Extracted entries>
_ _ _ _ _ _ _

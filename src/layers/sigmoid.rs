use crate::{Error, LayerBackwardContext, LayerForwardContext, Result, Tensor};

/// Logistic sigmoid activation, `1 / (1 + e^-x)`.
#[derive(Debug, Clone, Copy, Default)]
pub struct Sigmoid;

#[derive(Debug)]
pub struct SigmoidForwardContext {
    pub output: Tensor,
}

#[derive(Debug)]
pub struct SigmoidBackwardContext {}

impl Sigmoid {
    pub fn new() -> Self {
        Sigmoid
    }

    pub fn forward(&self, input: Tensor) -> Result<(Tensor, LayerForwardContext)> {
        let mut output = input;
        for val in output.data.iter_mut() {
            *val = 1.0 / (1.0 + (-*val).exp());
        }

        Ok((
            output.clone(),
            LayerForwardContext::Sigmoid(SigmoidForwardContext { output }),
        ))
    }

    pub fn backward(
        &self,
        grad_output: Tensor,
        context: &SigmoidForwardContext,
    ) -> Result<(Tensor, LayerBackwardContext)> {
        if grad_output.shape != context.output.shape {
            return Err(Error::Shape(format!(
                "sigmoid backward expects gradient of shape {:?}, got {:?}",
                context.output.shape, grad_output.shape
            )));
        }

        // dy/dx = y * (1 - y)
        let mut derivative = context.output.clone();
        for y in derivative.data.iter_mut() {
            *y *= 1.0 - *y;
        }

        Ok((
            grad_output.hadamard(&derivative),
            LayerBackwardContext::Sigmoid(SigmoidBackwardContext {}),
        ))
    }
}

#[cfg(test)]
mod tests {
    use super::*;
    use crate::test_utils::assert_close;

    #[test]
    fn test_sigmoid_forward() {
        let input = Tensor::new_with_shape(vec![0.0, 2.0, -2.0], &[3, 1, 1]);

        let (output, _) = Sigmoid::new().forward(input).unwrap();

        assert_close(output.data[0], 0.5, 1e-15);
        assert_close(output.data[1], 0.8807970779778823, 1e-15);
        assert_close(output.data[1] + output.data[2], 1.0, 1e-15);
    }

    #[test]
    fn test_sigmoid_backward() {
        let input = Tensor::new_with_shape(vec![0.0, 2.0], &[2, 1, 1]);

        let sigmoid = Sigmoid::new();
        let (_, context) = sigmoid.forward(input).unwrap();
        let context = match context {
            LayerForwardContext::Sigmoid(context) => context,
            _ => panic!(),
        };

        let grad_output = Tensor::new_with_shape(vec![4.0, 1.0], &[2, 1, 1]);
        let (grad_input, _) = sigmoid.backward(grad_output, &context).unwrap();

        let y = 0.8807970779778823;
        assert_close(grad_input.data[0], 1.0, 1e-15);
        assert_close(grad_input.data[1], y * (1.0 - y), 1e-15);
    }
}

_ _ _ _ _ _ _

Task objective> In this exercise, reproduce each line above exactly.

Solution to this exercise>
filename src/layers/sigmoid.rs
use crate::{Error, LayerBackwardContext, LayerForwardContext, Result, Tensor};

/// Logistic sigmoid activation, `1 / (1 + e^-x)`.
#[derive(Debug, Clone, Copy, Default)]
pub struct Sigmoid;

#[derive(Debug)]
pub struct SigmoidForwardContext {
    pub output: Tensor,
}

#[derive(Debug)]
pub struct SigmoidBackwardContext {}

impl Sigmoid {
    pub fn new() -> Self {
        Sigmoid
    }

    pub fn forward(&self, input: Tensor) -> Result<(Tensor, LayerForwardContext)> {
        let mut output = input;
        for val in output.data.iter_mut() {
            *val = 1.0 / (1.0 + (-*val).exp());
        }

        Ok((
            output.clone(),
            LayerForwardContext::Sigmoid(SigmoidForwardContext { output }),
        ))
    }

    pub fn backward(
        &self,
        grad_output: Tensor,
        context: &SigmoidForwardContext,
    ) -> Result<(Tensor, LayerBackwardContext)> {
        if grad_output.shape != context.output.shape {
            return Err(Error::Shape(format!(
                "sigmoid backward expects gradient of shape {:?}, got {:?}",
                context.output.shape, grad_output.shape
            )));
        }

        // dy/dx = y * (1 - y)
        let mut derivative = context.output.clone();
        for y in derivative.data.iter_mut() {
            *y *= 1.0 - *y;
        }

        Ok((
            grad_output.hadamard(&derivative),
            LayerBackwardContext::Sigmoid(SigmoidBackwardContext {}),
        ))
    }
}

#[cfg(test)]
mod tests {
    use super::*;
    use crate::test_utils::assert_close;

    #[test]
    fn test_sigmoid_forward() {
        let input = Tensor::new_with_shape(vec![0.0, 2.0, -2.0], &[3, 1, 1]);

        let (output, _) = Sigmoid::new().forward(input).unwrap();

        assert_close(output.data[0], 0.5, 1e-15);
        assert_close(output.data[1], 0.8807970779778823, 1e-15);
        assert_close(output.data[1] + output.data[2], 1.0, 1e-15);
    }

    #[test]
    fn test_sigmoid_backward() {
        let input = Tensor::new_with_shape(vec![0.0, 2.0], &[2, 1, 1]);

        let sigmoid = Sigmoid::new();
        let (_, context) = sigmoid.forward(input).unwrap();
        let context = match context {
            LayerForwardContext::Sigmoid(context) => context,
            _ => panic!(),
        };

        let grad_output = Tensor::new_with_shape(vec![4.0, 1.0], &[2, 1, 1]);
        let (grad_input, _) = sigmoid.backward(grad_output, &context).unwrap();

        let y = 0.8807970779778823;
        assert_close(grad_input.data[0], 1.0, 1e-15);
        assert_close(grad_input.data[1], y * (1.0 - y), 1e-15);
    }
}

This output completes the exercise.